## WHAT YOU HAVE TO DO
Within the entries below, find each line containing the word "state" and copy it.

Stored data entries
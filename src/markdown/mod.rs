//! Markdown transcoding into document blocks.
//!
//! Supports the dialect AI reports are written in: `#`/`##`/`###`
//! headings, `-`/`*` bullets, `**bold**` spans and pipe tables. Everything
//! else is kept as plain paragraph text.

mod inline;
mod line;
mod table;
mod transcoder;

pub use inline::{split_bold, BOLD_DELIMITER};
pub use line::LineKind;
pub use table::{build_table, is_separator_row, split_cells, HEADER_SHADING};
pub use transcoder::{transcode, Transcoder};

--

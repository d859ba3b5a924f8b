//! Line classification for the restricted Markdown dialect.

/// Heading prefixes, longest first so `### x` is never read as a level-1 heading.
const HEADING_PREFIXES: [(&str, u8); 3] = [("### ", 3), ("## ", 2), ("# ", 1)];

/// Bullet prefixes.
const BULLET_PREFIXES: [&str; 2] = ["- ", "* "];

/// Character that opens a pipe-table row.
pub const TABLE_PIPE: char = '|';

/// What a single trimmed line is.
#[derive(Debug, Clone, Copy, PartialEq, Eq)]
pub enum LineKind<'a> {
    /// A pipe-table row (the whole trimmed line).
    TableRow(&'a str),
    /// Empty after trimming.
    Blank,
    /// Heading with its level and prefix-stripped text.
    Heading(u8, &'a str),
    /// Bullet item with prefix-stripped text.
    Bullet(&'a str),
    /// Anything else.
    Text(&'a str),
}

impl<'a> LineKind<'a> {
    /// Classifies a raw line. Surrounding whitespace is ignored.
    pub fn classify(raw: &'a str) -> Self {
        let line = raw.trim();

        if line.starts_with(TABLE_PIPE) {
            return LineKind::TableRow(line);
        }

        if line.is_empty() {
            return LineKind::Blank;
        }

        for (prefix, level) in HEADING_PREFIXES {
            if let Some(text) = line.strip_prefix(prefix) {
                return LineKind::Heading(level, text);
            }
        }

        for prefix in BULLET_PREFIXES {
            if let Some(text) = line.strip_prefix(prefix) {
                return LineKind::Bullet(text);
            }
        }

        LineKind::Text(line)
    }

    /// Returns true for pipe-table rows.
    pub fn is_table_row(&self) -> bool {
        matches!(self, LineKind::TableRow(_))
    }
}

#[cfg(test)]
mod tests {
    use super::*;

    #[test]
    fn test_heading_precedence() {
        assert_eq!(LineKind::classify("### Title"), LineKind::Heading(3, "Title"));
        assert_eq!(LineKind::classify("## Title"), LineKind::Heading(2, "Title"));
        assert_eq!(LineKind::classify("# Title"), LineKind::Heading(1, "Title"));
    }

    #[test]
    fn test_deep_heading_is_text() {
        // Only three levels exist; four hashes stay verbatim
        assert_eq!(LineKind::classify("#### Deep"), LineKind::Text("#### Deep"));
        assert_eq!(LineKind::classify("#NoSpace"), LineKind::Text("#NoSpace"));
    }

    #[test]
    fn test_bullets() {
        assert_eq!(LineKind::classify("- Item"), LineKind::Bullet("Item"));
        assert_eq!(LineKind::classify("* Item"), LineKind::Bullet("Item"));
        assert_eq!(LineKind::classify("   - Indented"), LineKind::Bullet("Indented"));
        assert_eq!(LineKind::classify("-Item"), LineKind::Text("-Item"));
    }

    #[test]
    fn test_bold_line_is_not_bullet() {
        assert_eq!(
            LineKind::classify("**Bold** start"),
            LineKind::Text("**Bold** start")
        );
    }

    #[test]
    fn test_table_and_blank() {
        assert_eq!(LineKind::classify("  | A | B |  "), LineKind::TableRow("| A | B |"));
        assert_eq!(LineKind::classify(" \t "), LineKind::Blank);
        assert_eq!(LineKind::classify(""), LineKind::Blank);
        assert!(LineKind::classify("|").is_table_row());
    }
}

* * *

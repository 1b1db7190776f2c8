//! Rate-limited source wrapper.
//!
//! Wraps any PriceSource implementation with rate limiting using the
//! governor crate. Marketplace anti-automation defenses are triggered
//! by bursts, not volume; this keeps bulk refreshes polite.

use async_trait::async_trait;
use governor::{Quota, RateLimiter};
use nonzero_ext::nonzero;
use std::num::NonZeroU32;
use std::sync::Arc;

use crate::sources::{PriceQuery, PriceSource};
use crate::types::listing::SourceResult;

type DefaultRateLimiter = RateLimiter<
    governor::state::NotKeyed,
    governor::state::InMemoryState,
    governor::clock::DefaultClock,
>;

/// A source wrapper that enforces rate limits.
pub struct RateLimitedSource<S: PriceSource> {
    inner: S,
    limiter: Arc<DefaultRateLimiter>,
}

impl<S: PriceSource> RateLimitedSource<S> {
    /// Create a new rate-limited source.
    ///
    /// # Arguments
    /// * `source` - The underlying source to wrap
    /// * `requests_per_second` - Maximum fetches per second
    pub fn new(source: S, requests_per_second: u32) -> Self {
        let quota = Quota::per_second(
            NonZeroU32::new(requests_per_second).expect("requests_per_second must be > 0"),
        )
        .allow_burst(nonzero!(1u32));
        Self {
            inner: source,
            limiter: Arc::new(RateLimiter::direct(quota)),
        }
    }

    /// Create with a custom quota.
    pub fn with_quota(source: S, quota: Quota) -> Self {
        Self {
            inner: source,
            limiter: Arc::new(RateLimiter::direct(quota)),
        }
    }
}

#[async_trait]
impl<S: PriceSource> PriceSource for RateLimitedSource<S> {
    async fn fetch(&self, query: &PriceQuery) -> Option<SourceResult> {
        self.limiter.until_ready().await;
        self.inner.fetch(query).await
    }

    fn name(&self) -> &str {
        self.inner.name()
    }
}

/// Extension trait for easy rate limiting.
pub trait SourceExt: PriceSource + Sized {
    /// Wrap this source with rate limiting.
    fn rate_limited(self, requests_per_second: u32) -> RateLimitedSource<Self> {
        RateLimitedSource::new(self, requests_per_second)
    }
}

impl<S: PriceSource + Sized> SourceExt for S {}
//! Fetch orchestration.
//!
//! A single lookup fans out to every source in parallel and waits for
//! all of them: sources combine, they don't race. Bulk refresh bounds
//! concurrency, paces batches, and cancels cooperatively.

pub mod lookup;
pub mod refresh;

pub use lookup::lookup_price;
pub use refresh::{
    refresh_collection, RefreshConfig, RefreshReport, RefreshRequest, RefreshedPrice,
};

## PROBLEM SOLUTION
    governor::state::NotKeyed,
    governor::state::InMemoryState,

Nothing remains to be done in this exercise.